The Left Front has the potential to change that, if we all dare to discuss how to be much more than we are now, to work toward a common strategy. And within that strategy—which includes politics and tactics as well, of course—it must continue to be an electoral tool that fights on that front when it’s necessary to do so. And we must also view it this way, because we cannot separate what we are experiencing from what several of you here have raised regarding the crisis within Peronism. Because the crisis within Peronism is neither an abstract problem nor a permanent one. It’s clear that the political shift we’re witnessing—which is what’s making this Forum possible and allowing us to debate here—is linked to the crisis within Peronism and to the fact that a sector of its social base is beginning to move further to the left and view our ideas and our leaders with sympathy.

But for that process to unfold, the Left Front and those of us here need to discuss ways to deepen the crisis within Peronism’s leadership structure and to help bring more rank-and-file workers and young people over to our side. And if they’re abandoning their historic home, we can’t just offer them four or five different alternatives. We have to find a way to politically inspire ourselves to build a great revolutionary party together, one that competes on all fronts. Because if we don’t do that, we’ll also be giving Peronism the chance to regroup and allow them to tell their own base , “See, the left has this opportunity, yet they can’t even agree among themselves.”
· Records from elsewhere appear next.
//! `rate` command: load reviews, resolve attributes, print scores.

use std::path::PathBuf;
use std::time::Duration;

use anyhow::Context;
use clap::Args;
use lowerated_core::{AppConfig, EntityCatalog};
use lowerated_rate::{RateConfig, ReviewSource};

#[derive(Debug, Args)]
pub(crate) struct RateArgs {
    /// Entity the reviews are about
    #[arg(long)]
    pub(crate) entity: String,

    /// Comma-separated attributes to score; defaults to the catalog entry for the entity
    #[arg(long, value_delimiter = ',')]
    pub(crate) attributes: Vec<String>,

    /// Read reviews from a local .csv (first column) or .txt (one per line) file
    #[arg(long, conflicts_with_all = ["url", "reviews"])]
    pub(crate) file: Option<PathBuf>,

    /// Download reviews from a .csv or .txt URL
    #[arg(long, conflicts_with = "reviews")]
    pub(crate) url: Option<String>,

    /// Inline review text; repeat for several reviews
    #[arg(long = "review")]
    pub(crate) reviews: Vec<String>,

    /// Print the full report (chunk counts, failed chunks) and fail on errors
    #[arg(long)]
    pub(crate) report: bool,
}

impl RateArgs {
    pub(crate) fn review_source(&self) -> ReviewSource {
        if let Some(path) = &self.file {
            ReviewSource::File(path.clone())
        } else if let Some(url) = &self.url {
            ReviewSource::Url(url.clone())
        } else {
            ReviewSource::Inline(self.reviews.clone())
        }
    }
}

/// Attributes given on the command line, or the catalog's list for `entity`.
pub(crate) fn resolve_attributes(
    requested: &[String],
    entity: &str,
    catalog: impl FnOnce() -> anyhow::Result<EntityCatalog>,
) -> anyhow::Result<Vec<String>> {
    let requested: Vec<String> = requested
        .iter()
        .map(|a| a.trim().to_owned())
        .filter(|a| !a.is_empty())
        .collect();
    if !requested.is_empty() {
        return Ok(requested);
    }

    let catalog = catalog()?;
    catalog
        .attributes(entity)
        .map(<[String]>::to_vec)
        .ok_or_else(|| {
            anyhow::anyhow!("no --attributes given and entity '{entity}' is not in the catalog")
        })
}

pub(crate) async fn run_rate(config: &AppConfig, args: RateArgs) -> anyhow::Result<()> {
    let attributes = resolve_attributes(&args.attributes, &args.entity, || {
        lowerated_core::load_catalog(&config.catalog_path).map_err(anyhow::Error::from)
    })?;

    let http = reqwest::Client::builder()
        .timeout(Duration::from_secs(config.request_timeout_secs))
        .build()
        .context("failed to build HTTP client")?;
    let reviews = args
        .review_source()
        .load(&http)
        .await
        .context("failed to load reviews")?;

    tracing::info!(
        entity = %args.entity,
        reviews = reviews.len(),
        attributes = attributes.len(),
        "rating reviews"
    );

    let rate_config = RateConfig::from_app_config(config);
    let api_key = config.openai_api_key.as_deref();

    let output = if args.report {
        let report = lowerated_rate::rate_reviews(
            &reviews,
            &args.entity,
            &attributes,
            api_key,
            &rate_config,
        )
        .await?;
        serde_json::to_string_pretty(&report)?
    } else {
        let scores = lowerated_rate::score_attributes(
            &reviews,
            &args.entity,
            &attributes,
            api_key,
            &rate_config,
        )
        .await?;
        serde_json::to_string_pretty(&scores)?
    };

    println!("{output}");
    Ok(())
}
use lowerated_core::EntityCatalog;
use lowerated_rate::ReviewSource;

use super::*;
use crate::rate::resolve_attributes;

fn catalog() -> anyhow::Result<EntityCatalog> {
    Ok(EntityCatalog::from_json_str(
        r#"{"Hotel": ["cleanliness", "staff"]}"#,
    )?)
}

fn rate_args(cli: Cli) -> RateArgs {
    match cli.command {
        Commands::Rate(args) => args,
        other => panic!("expected rate command, got {other:?}"),
    }
}

#[test]
fn parses_entities_command() {
    let cli = Cli::try_parse_from(["lowerated", "entities"]).expect("expected valid cli args");
    assert!(matches!(cli.command, Commands::Entities));
}

#[test]
fn parses_attributes_command() {
    let cli = Cli::try_parse_from(["lowerated", "attributes", "Hotel"])
        .expect("expected valid cli args");
    assert!(matches!(cli.command, Commands::Attributes { ref entity } if entity == "Hotel"));
}

#[test]
fn missing_command_is_an_error() {
    assert!(Cli::try_parse_from(["lowerated"]).is_err());
}

#[test]
fn rate_splits_attribute_list() {
    let cli = Cli::try_parse_from([
        "lowerated",
        "rate",
        "--entity",
        "Acme Lens",
        "--attributes",
        "clarity,price",
        "--review",
        "Sharp.",
    ])
    .unwrap();
    let args = rate_args(cli);
    assert_eq!(args.entity, "Acme Lens");
    assert_eq!(args.attributes, vec!["clarity", "price"]);
    assert!(!args.report);
}

#[test]
fn rate_collects_repeated_reviews_inline() {
    let cli = Cli::try_parse_from([
        "lowerated", "rate", "--entity", "X", "--review", "one", "--review", "two",
    ])
    .unwrap();
    let source = rate_args(cli).review_source();
    assert!(matches!(source, ReviewSource::Inline(ref r) if r == &["one", "two"]));
}

#[test]
fn rate_file_source() {
    let cli = Cli::try_parse_from(["lowerated", "rate", "--entity", "X", "--file", "r.csv"])
        .unwrap();
    let source = rate_args(cli).review_source();
    assert!(matches!(source, ReviewSource::File(ref p) if p.to_str() == Some("r.csv")));
}

#[test]
fn rate_url_source() {
    let cli = Cli::try_parse_from([
        "lowerated",
        "rate",
        "--entity",
        "X",
        "--url",
        "https://example.com/r.txt",
        "--report",
    ])
    .unwrap();
    let args = rate_args(cli);
    assert!(args.report);
    assert!(matches!(
        args.review_source(),
        ReviewSource::Url(ref u) if u == "https://example.com/r.txt"
    ));
}

#[test]
fn rate_rejects_file_and_url_together() {
    let result = Cli::try_parse_from([
        "lowerated",
        "rate",
        "--entity",
        "X",
        "--file",
        "r.csv",
        "--url",
        "https://example.com/r.txt",
    ]);
    assert!(result.is_err());
}

#[test]
fn explicit_attributes_skip_the_catalog() {
    let attrs = resolve_attributes(&["price".to_owned(), " ".to_owned()], "Hotel", || {
        panic!("catalog must not be loaded when attributes are given")
    })
    .unwrap();
    assert_eq!(attrs, vec!["price"]);
}

#[test]
fn attributes_default_to_catalog_entry() {
    let attrs = resolve_attributes(&[], "Hotel", catalog).unwrap();
    assert_eq!(attrs, vec!["cleanliness", "staff"]);
}

#[test]
fn unknown_entity_without_attributes_fails() {
    let err = resolve_attributes(&[], "Spaceship", catalog).unwrap_err();
    assert!(err.to_string().contains("Spaceship"));
}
So, comrades, we have to take on that challenge. Alejandro said it—he’s already explained our proposal. We’re patient, and we’re going to be persistent because we believe we have a common strategy. That’s why we can discuss forming a great united party—because we have a common program, because there are many points that unite us. And yes, there are nuances and there are differences. Where aren’t there any, comrades? All of us here defend the Russian Revolution. Was the Russian Revolution carried out without differences? Was the Bolshevik Party built without differences? Who believes the fairy tale that it was built without differences? Read another story, because the Bolshevik Party was forged through political struggle; it was forged through agreements and differences; it was forged through mergers; it was forged through unity with Trotsky—who had come almost to the brink of seizing power, since he had not previously been a member of the Bolshevik Party—and an agreement was reached between the Bolshevik Party and the Socialist Revolutionaries. It was forged through public, fervent, and passionate debate—before, during, and after the seizure of power. There was never 100% complete unity on everything. What there was, however, was a common strategy and the will of the leadership to build a party together. If you have the will, you can fight for that party and dare to win or lose amid whatever internal differences may exist.